The German government launched an aid program to support start-ups and young growth companies in the corona crisis aimed at providing start-ups with liquidity quickly. One of the pillars of this program is the Corona Matching Facility (CMF), where KfW Capital and the European Investment Fund (EIF) are “matching” investments of private venture capital funds (VC funds). The aid is therefore linked to the investments of VC funds.
“Matching” in this constellation means that a private VC fund makes an investment in a start-up which is matched by KfW Capital or the EIF. The public fund “matches” the private investment by investing at the same financial terms.
The existing VC fund or a specifically created special purpose vehicle must be accredited by KfW Capital or the EIF to be eligible for funding. In principle, any European independent VC fund in which predominantly private investors are holding stakes but in which no single investor or group of investors holds the majority is eligible for accreditation. Single family offices and business angels, for example, are therefore ineligible to be considered accredited investors. Investments by co-investors of the VC fund who invested in the start-up with the VC fund are also ineligible for “matching.”
Individual financial or strategic investors may not hold a majority interest in the company to be promoted either. In addition, the company must not have been in financial distress as of December 31, 2019 while it must have a German connection. The interested VC fund must submit an application to KfW Capital or to the EIF to go through the accreditation process either with KfW Capital or the EIF. The process is essentially the same as the accreditation process that VC funds have to go through when they want to attract the EIF or KfW Capital as an investor in the VC fund. The entire process may take up to several months.
It is interesting to note in this context that CMF is also an option for previous investments, provided they were made after April 2, 2020. In these cases, the CMF must be included in the financing documentation. It will then not be necessary to go through the accreditation process first and thus risk postponing a possibly urgently needed funding round. Instead, interested VC funds have the option of using matching in funding rounds that are now underway and, if necessary, check afterwards whether accreditation is possible.
Note: Only funding rounds signed by December 31, 2020 will be eligible.

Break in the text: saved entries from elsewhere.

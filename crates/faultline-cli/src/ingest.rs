use anyhow::Result;
use chrono::Utc;
use std::path::Path;

use faultline_ingest::{load_csv, preprocess, BatchFailurePolicy, IngestPipeline, PipelineConfig};

use crate::app::AppContext;

pub async fn run_ingest(
    app: &AppContext,
    csv: &Path,
    batch_size: Option<usize>,
    replace: bool,
    halt_on_batch_failure: bool,
) -> Result<()> {
    let rows = load_csv(csv)?;
    println!("Loaded {} rows from {}", rows.len(), csv.display());

    let incidents = preprocess(rows, Utc::now())?;
    println!("Preprocessed to {} records", incidents.len());

    let mut config = PipelineConfig::from_env().with_replace_existing(replace);
    if let Some(batch_size) = batch_size {
        config = config.with_batch_size(batch_size);
    }
    if halt_on_batch_failure {
        config = config.with_failure_policy(BatchFailurePolicy::Halt);
    }

    let pipeline = IngestPipeline::with_config(app.store.clone(), app.backend.clone(), config);
    let report = pipeline.run(incidents).await?;

    println!();
    println!("Ingestion run {}", report.run_id);
    println!("  records in:        {}", report.records_in);
    println!("  records inserted:  {}", report.records_inserted);
    println!("  records skipped:   {}", report.records_skipped);
    println!("  embeddings stored: {}", report.embeddings_stored);
    println!(
        "  batches committed: {} ({} failed)",
        report.batches_committed, report.batches_failed
    );
    if report.halted {
        println!("  run halted after a batch failure");
    }
    println!("  elapsed:           {} ms", report.elapsed_ms);

    Ok(())
}
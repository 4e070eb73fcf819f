//! Aggregate statistics over the historical incident dataset.

use serde::Serialize;

use faultline_core::{defaults, SearchResult};

/// Dataset-wide statistics for one resolved category.
#[derive(Debug, Clone, Default, Serialize)]
pub struct CategoryStats {
    /// Total incidents in the store.
    pub total_records: i64,
    /// Incidents whose category matches the resolved one.
    pub category_records: i64,
    /// Mean resolution time over the category, `None` when it has no
    /// incidents.
    pub mean_resolution_hours: Option<f64>,
}

impl CategoryStats {
    /// Share of all incidents that fall in this category, as a percentage.
    /// An empty dataset yields 0.
    pub fn trending_percent(&self) -> f64 {
        if self.total_records == 0 {
            return 0.0;
        }
        self.category_records as f64 / self.total_records as f64 * 100.0
    }
}

/// Resolve the category to report for a query.
///
/// The top search hit wins when it carries a non-empty tier-2 label.
/// Otherwise the dataset-wide mode applies, and an empty dataset falls
/// through to the text placeholder.
pub fn resolve_category(results: &[SearchResult], mode_category: Option<&str>) -> String {
    results
        .first()
        .and_then(|top| top.category())
        .or(mode_category)
        .filter(|c| !c.trim().is_empty())
        .unwrap_or(defaults::TEXT_PLACEHOLDER)
        .to_string()
}

#[cfg(test)]
mod tests {
    use super::*;
    use faultline_core::EmbeddingContent;

    fn result(tier_2: Option<&str>, similarity: f32) -> SearchResult {
        SearchResult {
            incident_id: 7,
            incident_number: "INC0000007".to_string(),
            product: "Payments".to_string(),
            content: EmbeddingContent::Description,
            matched_text: "Checkout times out under load".to_string(),
            description: "Checkout times out under load".to_string(),
            closing_notes: None,
            resolution_tier_1: None,
            resolution_tier_2: tier_2.map(str::to_string),
            resolution_tier_3: None,
            resolution_time_hours: 4.0,
            similarity,
        }
    }

    #[test]
    fn test_trending_percent() {
        let stats = CategoryStats {
            total_records: 3,
            category_records: 1,
            mean_resolution_hours: Some(5.0),
        };
        assert!((stats.trending_percent() - 33.333333).abs() < 1e-4);
        assert_eq!(format!("{:.2}", stats.trending_percent()), "33.33");
    }

    #[test]
    fn test_trending_percent_empty_dataset() {
        let stats = CategoryStats::default();
        assert_eq!(stats.trending_percent(), 0.0);
    }

    #[test]
    fn test_category_from_top_hit() {
        let results = vec![
            result(Some("Backend"), 0.81),
            result(Some("Frontend"), 0.74),
        ];
        assert_eq!(resolve_category(&results, Some("Frontend")), "Backend");
    }

    #[test]
    fn test_category_falls_back_to_mode() {
        let missing = vec![result(None, 0.81)];
        assert_eq!(resolve_category(&missing, Some("Network")), "Network");

        let blank = vec![result(Some(""), 0.81)];
        assert_eq!(resolve_category(&blank, Some("Network")), "Network");

        assert_eq!(resolve_category(&[], Some("Network")), "Network");
    }

    #[test]
    fn test_category_placeholder_when_nothing_known() {
        assert_eq!(resolve_category(&[], None), "Unknown");
        assert_eq!(resolve_category(&[], Some("  ")), "Unknown");
    }
}
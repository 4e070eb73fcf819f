//! Deterministic in-process backend for tests and offline development.
//!
//! Embeddings are seeded from the input text, so equal texts always embed to
//! equal vectors and tests can assert on similarity orderings without a
//! model server. Every call is recorded for later inspection.

use async_trait::async_trait;
use pgvector::Vector;
use rand::rngs::StdRng;
use rand::{Rng, SeedableRng};
use std::sync::{Arc, Mutex};

use faultline_core::{EmbeddingBackend, Error, GenerationBackend, InferenceBackend, Result};

/// A recorded call against the mock backend.
#[derive(Debug, Clone, PartialEq, Eq)]
pub enum MockCall {
    Embed { input_count: usize },
    Generate { prompt_len: usize, has_system: bool },
    HealthCheck,
}

#[derive(Debug, Clone)]
struct MockConfig {
    dimension: usize,
    embed_model: String,
    gen_model: String,
    fail_embeddings: bool,
    fail_generation: bool,
    healthy: bool,
    fixed_response: Option<String>,
}

impl Default for MockConfig {
    fn default() -> Self {
        Self {
            dimension: 8,
            embed_model: "mock-embed".to_string(),
            gen_model: "mock-gen".to_string(),
            fail_embeddings: false,
            fail_generation: false,
            healthy: true,
            fixed_response: None,
        }
    }
}

/// Mock implementation of the inference traits.
#[derive(Clone)]
pub struct MockInferenceBackend {
    config: Arc<MockConfig>,
    calls: Arc<Mutex<Vec<MockCall>>>,
}

impl Default for MockInferenceBackend {
    fn default() -> Self {
        Self::new()
    }
}

impl MockInferenceBackend {
    pub fn new() -> Self {
        Self {
            config: Arc::new(MockConfig::default()),
            calls: Arc::new(Mutex::new(Vec::new())),
        }
    }

    pub fn with_dimension(mut self, dimension: usize) -> Self {
        Arc::make_mut(&mut self.config).dimension = dimension;
        self
    }

    /// Make every `generate` call return this exact text.
    pub fn with_fixed_response(mut self, response: impl Into<String>) -> Self {
        Arc::make_mut(&mut self.config).fixed_response = Some(response.into());
        self
    }

    /// Make every embedding call fail.
    pub fn failing_embeddings(mut self) -> Self {
        Arc::make_mut(&mut self.config).fail_embeddings = true;
        self
    }

    /// Make every generation call fail.
    pub fn failing_generation(mut self) -> Self {
        Arc::make_mut(&mut self.config).fail_generation = true;
        self
    }

    /// Make health checks report unhealthy.
    pub fn unhealthy(mut self) -> Self {
        Arc::make_mut(&mut self.config).healthy = false;
        self
    }

    /// All calls recorded so far, in order.
    pub fn calls(&self) -> Vec<MockCall> {
        self.calls.lock().unwrap().clone()
    }

    pub fn embed_call_count(&self) -> usize {
        self.calls
            .lock()
            .unwrap()
            .iter()
            .filter(|c| matches!(c, MockCall::Embed { .. }))
            .count()
    }

    pub fn generate_call_count(&self) -> usize {
        self.calls
            .lock()
            .unwrap()
            .iter()
            .filter(|c| matches!(c, MockCall::Generate { .. }))
            .count()
    }

    fn record(&self, call: MockCall) {
        self.calls.lock().unwrap().push(call);
    }

    /// Unit-length vector derived from the text alone.
    fn vector_for(&self, text: &str) -> Vector {
        let seed = text
            .bytes()
            .fold(0u64, |acc, b| acc.wrapping_mul(31).wrapping_add(b as u64));
        let mut rng = StdRng::seed_from_u64(seed);
        let mut values: Vec<f32> = (0..self.config.dimension)
            .map(|_| rng.gen_range(-1.0..1.0))
            .collect();

        let norm: f32 = values.iter().map(|v| v * v).sum::<f32>().sqrt();
        if norm > 0.0 {
            for v in &mut values {
                *v /= norm;
            }
        }
        Vector::from(values)
    }
}

#[async_trait]
impl EmbeddingBackend for MockInferenceBackend {
    async fn embed_texts(&self, texts: &[String]) -> Result<Vec<Vector>> {
        self.record(MockCall::Embed {
            input_count: texts.len(),
        });

        if self.config.fail_embeddings {
            return Err(Error::Embedding("mock embedding failure".to_string()));
        }
        if texts.is_empty() {
            return Ok(vec![]);
        }
        if let Some(position) = texts.iter().position(|t| t.trim().is_empty()) {
            return Err(Error::EmptyInput(format!(
                "text at index {position} is empty"
            )));
        }

        Ok(texts.iter().map(|t| self.vector_for(t)).collect())
    }

    fn dimension(&self) -> usize {
        self.config.dimension
    }

    fn model_name(&self) -> &str {
        &self.config.embed_model
    }
}

#[async_trait]
impl GenerationBackend for MockInferenceBackend {
    async fn generate(&self, prompt: &str) -> Result<String> {
        self.record(MockCall::Generate {
            prompt_len: prompt.len(),
            has_system: false,
        });
        self.complete(prompt)
    }

    async fn generate_with_system(&self, _system: &str, prompt: &str) -> Result<String> {
        self.record(MockCall::Generate {
            prompt_len: prompt.len(),
            has_system: true,
        });
        self.complete(prompt)
    }

    fn model_name(&self) -> &str {
        &self.config.gen_model
    }
}

impl MockInferenceBackend {
    fn complete(&self, prompt: &str) -> Result<String> {
        if self.config.fail_generation {
            return Err(Error::Chat("mock generation failure".to_string()));
        }
        if let Some(fixed) = &self.config.fixed_response {
            return Ok(fixed.clone());
        }
        Ok(format!(
            "Mock completion for a prompt of {} characters.",
            prompt.len()
        ))
    }
}

#[async_trait]
impl InferenceBackend for MockInferenceBackend {
    async fn health_check(&self) -> Result<bool> {
        self.record(MockCall::HealthCheck);
        Ok(self.config.healthy)
    }
}

#[cfg(test)]
mod tests {
    use super::*;

    fn cosine_similarity(a: &[f32], b: &[f32]) -> f32 {
        let dot: f32 = a.iter().zip(b.iter()).map(|(x, y)| x * y).sum();
        let norm_a: f32 = a.iter().map(|x| x * x).sum::<f32>().sqrt();
        let norm_b: f32 = b.iter().map(|x| x * x).sum::<f32>().sqrt();
        dot / (norm_a * norm_b)
    }

    #[tokio::test]
    async fn test_embeddings_are_deterministic() {
        let backend = MockInferenceBackend::new();
        let first = backend
            .embed_texts(&["database outage".to_string()])
            .await
            .unwrap();
        let second = backend
            .embed_texts(&["database outage".to_string()])
            .await
            .unwrap();
        assert_eq!(first[0].as_slice(), second[0].as_slice());
    }

    #[tokio::test]
    async fn test_distinct_texts_embed_differently() {
        let backend = MockInferenceBackend::new();
        let vectors = backend
            .embed_texts(&["alpha".to_string(), "omega".to_string()])
            .await
            .unwrap();
        let sim = cosine_similarity(vectors[0].as_slice(), vectors[1].as_slice());
        assert!(sim < 0.999, "distinct texts must not embed identically");
    }

    #[tokio::test]
    async fn test_embeddings_are_unit_length() {
        let backend = MockInferenceBackend::new().with_dimension(32);
        let vectors = backend
            .embed_texts(&["normalize me".to_string()])
            .await
            .unwrap();
        let norm: f32 = vectors[0].as_slice().iter().map(|v| v * v).sum::<f32>().sqrt();
        assert!((norm - 1.0).abs() < 1e-5);
        assert_eq!(vectors[0].as_slice().len(), 32);
    }

    #[tokio::test]
    async fn test_embed_rejects_blank_text() {
        let backend = MockInferenceBackend::new();
        let err = backend
            .embed_texts(&["".to_string()])
            .await
            .unwrap_err();
        assert!(matches!(err, Error::EmptyInput(_)));
    }

    #[tokio::test]
    async fn test_failing_embeddings() {
        let backend = MockInferenceBackend::new().failing_embeddings();
        let err = backend
            .embed_texts(&["anything".to_string()])
            .await
            .unwrap_err();
        assert!(matches!(err, Error::Embedding(_)));
    }

    #[tokio::test]
    async fn test_failing_generation() {
        let backend = MockInferenceBackend::new().failing_generation();
        let err = backend.generate("prompt").await.unwrap_err();
        assert!(matches!(err, Error::Chat(_)));
    }

    #[tokio::test]
    async fn test_fixed_response() {
        let backend = MockInferenceBackend::new().with_fixed_response("canned");
        assert_eq!(backend.generate("anything").await.unwrap(), "canned");
        assert_eq!(
            backend
                .generate_with_system("system", "anything")
                .await
                .unwrap(),
            "canned"
        );
    }

    #[tokio::test]
    async fn test_call_log() {
        let backend = MockInferenceBackend::new();
        backend
            .embed_texts(&["a".to_string(), "b".to_string()])
            .await
            .unwrap();
        backend.generate_with_system("sys", "hello").await.unwrap();
        backend.health_check().await.unwrap();

        let calls = backend.calls();
        assert_eq!(calls.len(), 3);
        assert_eq!(calls[0], MockCall::Embed { input_count: 2 });
        assert_eq!(
            calls[1],
            MockCall::Generate {
                prompt_len: 5,
                has_system: true
            }
        );
        assert_eq!(calls[2], MockCall::HealthCheck);
        assert_eq!(backend.embed_call_count(), 1);
        assert_eq!(backend.generate_call_count(), 1);
    }

    #[tokio::test]
    async fn test_unhealthy() {
        let backend = MockInferenceBackend::new().unhealthy();
        assert!(!backend.health_check().await.unwrap());
    }
}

The investment of KfW Capital or the EIF is made at the same financial terms as the matched VC fund and may take the form of both equity and quasi-equity investments (e.g., in the form of convertible loans). In addition, the accredited VC fund may decide at what rate it wants to benefit from the matching. Up to 70 percent of the accredited VC fund's total investment may come from CMF resources, as long as this amount does not exceed 50 percent of the total funding round. If the accredited investor intends to match a quota in excess of 50 percent, other investors whose investment is not matched will need to participate in the funding round. If additional accredited VC funds participate in the funding round, the quota of the individual matching may be reduced accordingly. Finally, it should be noted that if additional public investors are participating, the total amount of public funds (including grants outside the CMF) in a funding round may not exceed 70percent.

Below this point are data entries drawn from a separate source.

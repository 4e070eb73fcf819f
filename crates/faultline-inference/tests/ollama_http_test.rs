//! HTTP contract tests for the Ollama backend, using a local mock server.
//!
//! These verify the wire format both ways: what we send to `/api/embed` and
//! `/api/chat`, and how responses and failures map onto the error taxonomy.

use serde_json::json;
use wiremock::matchers::{body_partial_json, method, path};
use wiremock::{Mock, MockServer, ResponseTemplate};

use faultline_core::{EmbeddingBackend, Error, GenerationBackend, InferenceBackend};
use faultline_inference::OllamaBackend;

fn backend_for(server: &MockServer) -> OllamaBackend {
    OllamaBackend::with_config(
        server.uri(),
        "mxbai-embed-large".to_string(),
        "llama3".to_string(),
        3,
    )
}

#[tokio::test]
async fn embed_sends_model_and_input() {
    let server = MockServer::start().await;
    Mock::given(method("POST"))
        .and(path("/api/embed"))
        .and(body_partial_json(json!({
            "model": "mxbai-embed-large",
            "input": ["first", "second"]
        })))
        .respond_with(ResponseTemplate::new(200).set_body_json(json!({
            "model": "mxbai-embed-large",
            "embeddings": [[0.1, 0.2, 0.3], [0.4, 0.5, 0.6]]
        })))
        .expect(1)
        .mount(&server)
        .await;

    let backend = backend_for(&server);
    let vectors = backend
        .embed_texts(&["first".to_string(), "second".to_string()])
        .await
        .unwrap();

    assert_eq!(vectors.len(), 2);
    assert_eq!(vectors[0].as_slice(), &[0.1, 0.2, 0.3]);
    assert_eq!(vectors[1].as_slice(), &[0.4, 0.5, 0.6]);
}

#[tokio::test]
async fn embed_maps_server_error_to_embedding_error() {
    let server = MockServer::start().await;
    Mock::given(method("POST"))
        .and(path("/api/embed"))
        .respond_with(ResponseTemplate::new(500).set_body_string("model not loaded"))
        .mount(&server)
        .await;

    let backend = backend_for(&server);
    let err = backend
        .embed_texts(&["anything".to_string()])
        .await
        .unwrap_err();

    assert!(matches!(err, Error::Embedding(_)));
    let message = err.to_string();
    assert!(message.contains("500"));
    assert!(message.contains("model not loaded"));
}

#[tokio::test]
async fn embed_rejects_malformed_response() {
    let server = MockServer::start().await;
    Mock::given(method("POST"))
        .and(path("/api/embed"))
        .respond_with(ResponseTemplate::new(200).set_body_json(json!({"unexpected": true})))
        .mount(&server)
        .await;

    let backend = backend_for(&server);
    let err = backend
        .embed_texts(&["anything".to_string()])
        .await
        .unwrap_err();

    assert!(matches!(err, Error::Embedding(_)));
    assert!(err.to_string().contains("parse"));
}

#[tokio::test]
async fn embed_rejects_count_mismatch() {
    let server = MockServer::start().await;
    Mock::given(method("POST"))
        .and(path("/api/embed"))
        .respond_with(ResponseTemplate::new(200).set_body_json(json!({
            "embeddings": [[0.1, 0.2, 0.3]]
        })))
        .mount(&server)
        .await;

    let backend = backend_for(&server);
    let err = backend
        .embed_texts(&["one".to_string(), "two".to_string()])
        .await
        .unwrap_err();

    assert!(matches!(err, Error::Embedding(_)));
    assert!(err.to_string().contains("expected 2 embeddings, got 1"));
}

#[tokio::test]
async fn generate_sends_system_and_user_messages() {
    let server = MockServer::start().await;
    Mock::given(method("POST"))
        .and(path("/api/chat"))
        .and(body_partial_json(json!({
            "model": "llama3",
            "stream": false,
            "messages": [
                {"role": "system", "content": "Be terse."},
                {"role": "user", "content": "Why is the VPN down?"}
            ]
        })))
        .respond_with(ResponseTemplate::new(200).set_body_json(json!({
            "message": {"role": "assistant", "content": "Routing loop."}
        })))
        .expect(1)
        .mount(&server)
        .await;

    let backend = backend_for(&server);
    let answer = backend
        .generate_with_system("Be terse.", "Why is the VPN down?")
        .await
        .unwrap();

    assert_eq!(answer, "Routing loop.");
}

#[tokio::test]
async fn generate_without_system_sends_single_message() {
    let server = MockServer::start().await;
    Mock::given(method("POST"))
        .and(path("/api/chat"))
        .and(body_partial_json(json!({
            "messages": [{"role": "user", "content": "hello"}]
        })))
        .respond_with(ResponseTemplate::new(200).set_body_json(json!({
            "message": {"role": "assistant", "content": "hi"}
        })))
        .expect(1)
        .mount(&server)
        .await;

    let backend = backend_for(&server);
    assert_eq!(backend.generate("hello").await.unwrap(), "hi");
}

#[tokio::test]
async fn generate_maps_server_error_to_chat_error() {
    let server = MockServer::start().await;
    Mock::given(method("POST"))
        .and(path("/api/chat"))
        .respond_with(ResponseTemplate::new(404).set_body_string("model not found"))
        .mount(&server)
        .await;

    let backend = backend_for(&server);
    let err = backend.generate("hello").await.unwrap_err();

    assert!(matches!(err, Error::Chat(_)));
    assert!(err.to_string().contains("404"));
}

#[tokio::test]
async fn health_check_reports_server_status() {
    let server = MockServer::start().await;
    Mock::given(method("GET"))
        .and(path("/api/tags"))
        .respond_with(ResponseTemplate::new(200).set_body_json(json!({"models": []})))
        .mount(&server)
        .await;

    let backend = backend_for(&server);
    assert!(backend.health_check().await.unwrap());
}

#[tokio::test]
async fn health_check_survives_unreachable_server() {
    // Point at a closed port; the probe reports false instead of erroring.
    let backend = OllamaBackend::with_config(
        "http://127.0.0.1:1".to_string(),
        "m".to_string(),
        "g".to_string(),
        3,
    );
    assert!(!backend.health_check().await.unwrap());
}
//! Query-time orchestration: embed the query, rank similar incidents,
//! aggregate category statistics, and synthesize the final answer.

use serde::Serialize;
use std::sync::Arc;
use std::time::Instant;
use tracing::{info, instrument};

use faultline_core::{
    defaults, EmbeddingContent, Error, IncidentStore, InferenceBackend, Result, SearchOptions,
    SearchResult, SimilaritySearch, TierFilters,
};

use crate::context::{build_context, build_prompt, SYSTEM_PROMPT};
use crate::responder::{format_answer, synthesize};
use crate::stats::{resolve_category, CategoryStats};

/// Search and synthesis knobs for one query.
#[derive(Debug, Clone)]
pub struct AskOptions {
    /// Embedding variant to match against. The default restricts matches to
    /// description embeddings so one incident surfaces at most once; `None`
    /// searches every variant.
    pub content: Option<EmbeddingContent>,
    pub product: Option<String>,
    /// Tier filters. Any non-empty set routes the query through hybrid
    /// search.
    pub tiers: TierFilters,
    /// Similarity threshold override. Defaults per search mode when `None`.
    pub min_similarity: Option<f32>,
    pub limit: i64,
}

impl Default for AskOptions {
    fn default() -> Self {
        Self {
            content: Some(EmbeddingContent::Description),
            product: None,
            tiers: TierFilters::default(),
            min_similarity: None,
            limit: defaults::SEARCH_LIMIT,
        }
    }
}

impl AskOptions {
    fn to_search_options(&self) -> SearchOptions {
        let min_similarity = self.min_similarity.unwrap_or(if self.tiers.is_empty() {
            defaults::SIMILARITY_THRESHOLD
        } else {
            defaults::HYBRID_SIMILARITY_THRESHOLD
        });
        SearchOptions {
            content: self.content,
            product: self.product.clone(),
            min_similarity,
            limit: self.limit,
        }
    }
}

/// A fully synthesized answer plus the raw matches behind it.
#[derive(Debug, Clone, Serialize)]
pub struct EngineAnswer {
    /// Display-ready answer text, trailer included.
    pub answer: String,
    pub category: String,
    pub estimated_hours: Option<f64>,
    pub trending_percent: f64,
    /// True when the fallback template replaced the model completion.
    pub used_fallback: bool,
    /// Ranked matches, for diagnostics.
    pub results: Vec<SearchResult>,
}

/// The retrieval-and-synthesis engine. Generic over its three collaborators
/// so tests can run it against in-memory stubs and a mock backend.
pub struct RagEngine<S: ?Sized, V: ?Sized, B: ?Sized> {
    store: Arc<S>,
    search: Arc<V>,
    backend: Arc<B>,
}

impl<S, V, B> RagEngine<S, V, B>
where
    S: IncidentStore + ?Sized,
    V: SimilaritySearch + ?Sized,
    B: InferenceBackend + ?Sized,
{
    pub fn new(store: Arc<S>, search: Arc<V>, backend: Arc<B>) -> Self {
        Self {
            store,
            search,
            backend,
        }
    }

    /// Answer a free-text query.
    ///
    /// A failed embedding call is fatal, since without a query vector there
    /// is nothing to search. A failed chat call is not: the answer falls
    /// back to the deterministic template and the result still comes back
    /// `Ok`.
    #[instrument(skip(self, query, options), fields(
        subsystem = "rag",
        component = "engine",
        op = "answer"
    ))]
    pub async fn answer(&self, query: &str, options: &AskOptions) -> Result<EngineAnswer> {
        let start = Instant::now();
        let results = self.run_search(query, options).await?;

        let mode = self.store.mode_category().await?;
        let category = resolve_category(&results, mode.as_deref());
        let stats = self.category_stats(&category).await?;

        let context = build_context(&results, &category);
        let prompt = build_prompt(query, &context, &category);
        let synthesized =
            synthesize(self.backend.as_ref(), SYSTEM_PROMPT, &prompt, &category).await;
        let answer = format_answer(
            &synthesized.body,
            &category,
            stats.mean_resolution_hours,
            stats.trending_percent(),
        );

        info!(
            result_count = results.len(),
            category = %category,
            used_fallback = synthesized.used_fallback,
            duration_ms = start.elapsed().as_millis() as u64,
            "Query answered"
        );

        Ok(EngineAnswer {
            answer,
            category,
            estimated_hours: stats.mean_resolution_hours,
            trending_percent: stats.trending_percent(),
            used_fallback: synthesized.used_fallback,
            results,
        })
    }

    /// Embed the query and return the ranked matches without synthesis.
    #[instrument(skip(self, query, options), fields(
        subsystem = "rag",
        component = "engine",
        op = "search"
    ))]
    pub async fn search(&self, query: &str, options: &AskOptions) -> Result<Vec<SearchResult>> {
        self.run_search(query, options).await
    }

    async fn run_search(&self, query: &str, options: &AskOptions) -> Result<Vec<SearchResult>> {
        if query.trim().is_empty() {
            return Err(Error::EmptyInput("query text is empty".to_string()));
        }

        let vectors = self.backend.embed_texts(&[query.to_string()]).await?;
        let vector = vectors.into_iter().next().ok_or_else(|| {
            Error::Embedding("embedding service returned no vector for the query".to_string())
        })?;

        let search_options = options.to_search_options();
        if options.tiers.is_empty() {
            self.search.find_similar(&vector, &search_options).await
        } else {
            self.search
                .hybrid_search(&vector, &options.tiers, &search_options)
                .await
        }
    }

    async fn category_stats(&self, category: &str) -> Result<CategoryStats> {
        let total_records = self.store.count().await?;
        if total_records == 0 {
            return Ok(CategoryStats::default());
        }
        let category_records = self.store.count_for_category(category).await?;
        let mean_resolution_hours = self.store.mean_resolution_hours(category).await?;
        Ok(CategoryStats {
            total_records,
            category_records,
            mean_resolution_hours,
        })
    }
}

In case of matching, the accredited investor will hold the investment in trust for KfW Capital and the EIF, i.e., in its own name but on behalf of the state-owned funds. The accredited VC fund alone will determine timing and nature of the exit.

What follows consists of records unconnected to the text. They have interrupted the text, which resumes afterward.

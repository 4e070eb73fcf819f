use anyhow::Result;

use faultline_core::IncidentStore;

use crate::app::AppContext;

pub async fn run_stats(app: &AppContext) -> Result<()> {
    let incidents = app.store.count().await?;
    let embeddings = app.store.count_embeddings().await?;
    let categories = app.store.category_counts().await?;

    println!("Incidents:  {incidents}");
    println!("Embeddings: {embeddings}");

    if !categories.is_empty() {
        println!();
        println!("Categories:");
        for entry in &categories {
            let percent = entry.count as f64 / incidents as f64 * 100.0;
            println!("  {:<32} {:>6}  {:>6.2}%", entry.category, entry.count, percent);
        }
    }

    Ok(())
}
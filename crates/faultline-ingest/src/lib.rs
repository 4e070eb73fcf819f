//! # faultline-ingest
//!
//! Dataset loading and ingestion for faultline: CSV parsing, record
//! preprocessing (placeholder fills, category mode fill, timestamp
//! defaulting, deduplication), and the batched embed-and-store pipeline.
//!
//! The typical flow is [`dataset::load_csv`] then [`preprocess::preprocess`]
//! then [`pipeline::IngestPipeline::run`].

pub mod dataset;
pub mod pipeline;
pub mod preprocess;

pub use faultline_core::{Error, Result};

pub use dataset::{load_csv, RawIncidentRow};
pub use pipeline::{BatchFailurePolicy, IngestPipeline, IngestReport, PipelineConfig};
pub use preprocess::preprocess;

The accredited VC fund will not receive any management fee or carry from KfW Capital or the EIF for its activities as trustee. It will need to ensure, however, that the reporting standards of KfW Capital or the EIF are adhered to in the investment.
When considering whether a VC fund should be accredited, attention needs to be paid to the fact that an accredited VC fund is subject to a tender obligation for all investments made until December 31, 2020. This means that it must submit an application for matching by KfW Capital and the EIF for all funding rounds during this period. The accredited VC fund may only decide whether matching should merely be applied for existing investments or also for new investments. The tender obligation serves to prevent the VC fund from matching only riskier investments. This is intended to achieve balanced risk allocation for the CMF. The selected matching ratio will then apply generally to all of the fund’s existing investments, provided that it is not influenced by the participation of other accredited investors or the overall amount of the funding round. Different matching ratios may be selected for new investments.
The question of whether CMF funds can be interesting for a start-up will be answered in the affirmative by many start-ups and VC funds, as it allows for a collected funding round to be doubled overall. It is also possible, for example, to compensate for the loss of other investors due to the current situation. It should be carefully examined, however, whether accreditation of VC fund is possible, thus allowing it to enter into a matching commitment for all follow-up investments still to be made this year, or whether to establish a company specifically for the purpose of accreditation (SPV).